Bij zoogdieren zijn de speekselklieren ingedeeld in 3 paar grote speekselklieren: de parotid, submandibulaire en sublinguale klieren. Er bestaat ook een reeks van kleine klieren gelegen op de tong en verspreid over de mondholte¹. De belangrijkste klieren zijn verantwoordelijk voor het bulk volume van speeksel geproduceerd². Naast het verstrekken van antimicrobiële bescherming door uitgescheiden factoren, het speeksel is belangrijk in het proces van kauwen en smeren van voedsel als het passeert de slokdarm². Als zodanig, speekselklier dysfunctie vertegenwoordigt een medisch probleem waarbij patiënten die niet in staat zijn om voldoende speeksel te produceren meer vatbaar zijn voor het ontwikkelen van maladies zoals tandheelkundige holten of orale candidiasis³. Bovendien, verminderde speeksel resulteert in grotere moeilijkheden eten en verteerd voedsel met een aanzienlijke invloed op de kwaliteit van leven.
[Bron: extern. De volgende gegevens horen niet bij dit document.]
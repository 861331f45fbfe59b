//! Conversion of readings into telemetry points.

use advsys_common::{TelemetryPoint, TelemetryValue, current_timestamp_millis};

use crate::register::{Reading, Value};

impl From<Value> for TelemetryValue {
    fn from(value: Value) -> Self {
        match value {
            Value::Int(v) => TelemetryValue::Integer(v),
            Value::Float(v) => TelemetryValue::Gauge(v),
        }
    }
}

/// One telemetry point per register of `reading`, in register order.
pub fn reading_points<R: Reading>(source: &str, model: &str, reading: &R) -> Vec<TelemetryPoint> {
    let timestamp = current_timestamp_millis();

    reading
        .fields()
        .into_iter()
        .map(|(register, value)| {
            let point = TelemetryPoint::new(source, register.label, value.into())
                .with_timestamp(timestamp)
                .with_label("model", model)
                .with_label("address", register.descriptor.address.to_string());
            match register.unit {
                Some(unit) => point.with_label("unit", unit),
                None => point,
            }
        })
        .collect()
}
De speekselklier dysfunctie is voornamelijk te vinden bij patiënten die lijden aan het syndroom van Sjögren, een auto-immuunstoornis of bij patiënten met hoofd-en nekkanker die bestraling van^{3,4,5, 6}. Beschadigde secretoire acini binnen de klieren als gevolg van auto-immuniteit of bestralingstherapie ondergaan geen zelf vernieuwing, wat resulteert in een patiënt leven met onherstelbare schade⁶. De studie van de speekselklieren heeft ook de aandacht of onderzoekers geïnteresseerd in mechanismen van virale pathogenese gegarnerd. Sommige pathogenen, zoals humaan cytomegalovirus (hcmv), voortdurend repliceren binnen de speekselklieren, die vervolgens het mogelijk maakt voor de overdracht van ontluikende virus naar een nieuwe gastheer via speeksel^7,8. Zo is er een onvervulde behoefte om robuuste en reproduceerbare in vitro modellen van speekselklier weefsel te ontwikkelen om een divers scala aan medische problemen aan te pakken en te begrijpen.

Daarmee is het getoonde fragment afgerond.